Wynshop found that Halla was especially good at identifying products shoppers might be interested in based on their purchase history, Moses said, adding that the recommendations the company’s technology generates has helped to significantly increase overall basket sizes for the grocers Wynshop works with. The company wanted to make artificial intelligence a central element of its e-commerce platform from the start and concluded that Halla “could do it better than we could,” Moses added.
Formerly known as ThryveAI and founded by Mi9 Retail in 2020, Wynshop became an independent company earlier this year, Moses said. Wynshop specializes in working with mid-size grocers, including Cub Foods, Brookshire Grocery Co., Albertsons-owned United Supermarkets and grocery cooperative Wakefern Food.
Halla uses machine learning models to mine data about biological, cultural, dietary and sensory aspects of people’s shopping patterns.
Moses said Halla’s ability to distinguish between items that might seem similar but are actually distinct, such as bananas and banana bread, is particularly powerful because it can help grocers avoid offering customers substitutions that aren’t what people want.
Wynshop is also planning to tap Halla’s artificial intelligence capabilities to expand its relationships with other technology providers it works with, Moses said. For example, the company intends to use Halla’s technology in conjunction with retail media firms to help grocers present more relevant advertisements to consumers, he said.
Wynshop plans to align resources, such as its data analytics and data extraction units, with Halla, which currently employs about 12 people, Moses said. Wynshop’s existing sales and marketing teams will handle those functions for Halla going forward, he said.
Price said he hopes to leverage Wynshop’s expertise in collecting data.
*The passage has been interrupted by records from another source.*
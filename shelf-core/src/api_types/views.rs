use chrono::NaiveDate;
use serde::Serialize;
use shelf_model::{
    Author, Book, BookId, Borrowing, Category, LibraryId, Review,
};

/// A book with its authors and categories expanded.
#[derive(Debug, Clone, Serialize)]
pub struct BookView {
    pub id: BookId,
    pub title: String,
    pub isbn: String,
    pub library: LibraryId,
    pub authors: Vec<Author>,
    pub categories: Vec<Category>,
    pub publication_date: NaiveDate,
    pub publisher: String,
    pub total_copies: i32,
    pub available_copies: i32,
    pub description: String,
}

impl BookView {
    pub fn new(book: Book, authors: Vec<Author>, categories: Vec<Category>) -> Self {
        Self {
            id: book.id,
            title: book.title,
            isbn: book.isbn,
            library: book.library_id,
            authors,
            categories,
            publication_date: book.publication_date,
            publisher: book.publisher,
            total_copies: book.total_copies,
            available_copies: book.available_copies,
            description: book.description,
        }
    }
}

#[derive(Debug, Clone, PartialEq, Eq, Serialize)]
pub struct BookSummary {
    pub id: BookId,
    pub title: String,
    pub isbn: String,
    pub available_copies: i32,
}

impl From<&Book> for BookSummary {
    fn from(book: &Book) -> Self {
        Self {
            id: book.id,
            title: book.title.clone(),
            isbn: book.isbn.clone(),
            available_copies: book.available_copies,
        }
    }
}

#[derive(Debug, Clone, Serialize)]
pub struct BorrowingView {
    #[serde(flatten)]
    pub borrowing: Borrowing,
    pub book_details: BookSummary,
    pub member_name: String,
}

#[derive(Debug, Clone, Serialize)]
pub struct ReviewView {
    #[serde(flatten)]
    pub review: Review,
    pub member_name: String,
}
He added that Halla will also benefit from Wynshop’s business intelligence capabilities, which he said will make it easier for retailers to implement recommendations Halla’s personalization engine generates.
“The one-to-one nature of how we are personalizing the recommendations [is] going to become significantly more robust as we start to be able to see how shoppers shop differently across a much wider array of retailers than we’re currently deployed with, and that will allow us to infer insights that make for even more tailored recommendations,” Price said.